Jeannie Cameron is the founder and managing director of JCIC International Consultancy, which specializes in advocating for harm reduction policy.
A specialist in treaty law with a postgraduate degree from King’s College London, Cameron is an expert on the World Health Organization’s Framework Convention on Tobacco Control (FCTC).
In addition to writing a dissertation on human rights, harm reduction and the FCTC, she attended all negotiating meetings to create the FCTC during 2001 and 2003. In this interview, she shares some of her insights as the treaty as it reaches its 20th anniversary.

Jeannie Cameron. Image courtesy of Jeannie Cameron
2Firsts: Do you consider the FCTC a success? What have been the treaty’s biggest accomplishments and its gravest shortcomings?

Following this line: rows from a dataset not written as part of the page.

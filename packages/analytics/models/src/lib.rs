#![cfg_attr(feature = "fail-on-warnings", deny(warnings))]
#![warn(clippy::all, clippy::pedantic, clippy::nursery, clippy::cargo)]
#![allow(clippy::multiple_crate_versions, clippy::cargo_common_metadata)]

//! Dashboard view types.
//!
//! A [`Dashboard`] is everything the frontend needs to render one species
//! selection: the record table, the ranked bar chart series, the count
//! maps joined onto the choropleths, and the marker set.

use std::collections::BTreeMap;

use biodiv_map_geography_models::{CantonCount, LabelCount, ProvinceCount, TimeSeriesPoint};
use biodiv_map_occurrence_models::OccurrenceRecord;
use chrono::NaiveDateTime;
use serde::{Deserialize, Serialize};
use strum_macros::EnumString;

/// Granularity for time-series counts.
///
/// Parses from `monthly` / `yearly` (query string and CLI); displays as
/// the period unit (`month` / `year`).
#[derive(Debug, Clone, Copy, Default, PartialEq, Eq, Serialize, Deserialize, EnumString)]
#[serde(rename_all = "snake_case")]
#[strum(serialize_all = "snake_case", ascii_case_insensitive)]
pub enum TimeGranularity {
    /// Monthly counts.
    Monthly,
    /// Yearly counts.
    #[default]
    Yearly,
}

impl TimeGranularity {
    /// `chrono` format string producing the period label.
    #[must_use]
    pub const fn format(self) -> &'static str {
        match self {
            Self::Monthly => "%Y-%m",
            Self::Yearly => "%Y",
        }
    }
}

impl std::fmt::Display for TimeGranularity {
    fn fmt(&self, f: &mut std::fmt::Formatter<'_>) -> std::fmt::Result {
        match self {
            Self::Monthly => write!(f, "month"),
            Self::Yearly => write!(f, "year"),
        }
    }
}

/// One row of the record table.
#[derive(Debug, Clone, PartialEq, Serialize, Deserialize)]
#[serde(rename_all = "camelCase")]
pub struct TableRow {
    /// Parsed event date.
    pub event_date: Option<NaiveDateTime>,
    /// Species name.
    pub species: String,
    /// Reported province.
    pub state_province: Option<String>,
    /// Reported locality.
    pub locality: Option<String>,
}

impl From<&OccurrenceRecord> for TableRow {
    fn from(record: &OccurrenceRecord) -> Self {
        Self {
            event_date: record.event_date,
            species: record.species.clone(),
            state_province: record.state_province.clone(),
            locality: record.locality.clone(),
        }
    }
}

/// A point marker with its popup content.
#[derive(Debug, Clone, PartialEq, Serialize, Deserialize)]
#[serde(rename_all = "camelCase")]
pub struct Marker {
    /// Record identifier.
    pub id: String,
    /// Longitude.
    pub longitude: f64,
    /// Latitude.
    pub latitude: f64,
    /// Species name.
    pub species: String,
    /// Reported province.
    pub state_province: Option<String>,
    /// Event date.
    pub event_date: Option<NaiveDateTime>,
}

/// Headline numbers for a species selection.
#[derive(Debug, Clone, Copy, Default, PartialEq, Eq, Serialize, Deserialize)]
#[serde(rename_all = "camelCase")]
pub struct DashboardTotals {
    /// Records of the selected species.
    pub records: u64,
    /// Of those, records with a usable point.
    pub with_coordinates: u64,
    /// Of those, records attributed to a canton.
    pub inside_units: u64,
}

/// Everything derived for one species selection.
#[derive(Debug, Clone, PartialEq, Serialize, Deserialize)]
#[serde(rename_all = "camelCase")]
pub struct Dashboard {
    /// The selected species.
    pub species: String,
    /// Headline numbers.
    pub totals: DashboardTotals,
    /// Record table, in file order.
    pub table: Vec<TableRow>,
    /// Records inside each province's cantons, descending by count.
    pub by_province: Vec<ProvinceCount>,
    /// Canton bar chart series, descending by count.
    pub by_canton: Vec<CantonCount>,
    /// Canton code to count, every canton present.
    pub canton_counts: BTreeMap<i64, u64>,
    /// Province name to count, every province present.
    pub province_counts: BTreeMap<String, u64>,
    /// Counts by reported `stateProvince`, including records without a
    /// point. Descending by count; sums to the table length. Backs the
    /// province bar chart.
    pub by_reported_province: Vec<LabelCount>,
    /// Granularity of [`Self::by_period`].
    pub granularity: TimeGranularity,
    /// Distribution of dated records over time, chronological.
    pub by_period: Vec<TimeSeriesPoint>,
    /// Map markers for records with a point.
    pub markers: Vec<Marker>,
}

#[cfg(test)]
mod tests {
    use super::*;

    #[test]
    fn granularity_parses_and_displays() {
        assert_eq!("monthly".parse::<TimeGranularity>().unwrap(), TimeGranularity::Monthly);
        assert_eq!("Yearly".parse::<TimeGranularity>().unwrap(), TimeGranularity::Yearly);
        assert!("weekly".parse::<TimeGranularity>().is_err());
        assert_eq!(TimeGranularity::Monthly.to_string(), "month");
        assert_eq!(TimeGranularity::default(), TimeGranularity::Yearly);
    }
}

Jeannie Cameron: There are three measures of treaty success or effectiveness: 1) Has it met the legal requirements; 2) Has it met the national implementation requirements; 3) Have the treaty’s objectives been met? It certainly has been effective in terms of the first measure as it has been one of the fastest multilateral treaties to enter into force globally within a year of being open for signature and ratification. On measure 2 it has also been relatively successful in terms of governments implementing most of its provisions in terms of advertising bans, tax increases, public place smoking bans etc. But in terms of measure 3 it has failed—the FCTC’s objective of eliminating smoking has not been achieved and smoking prevalence has not been reduced.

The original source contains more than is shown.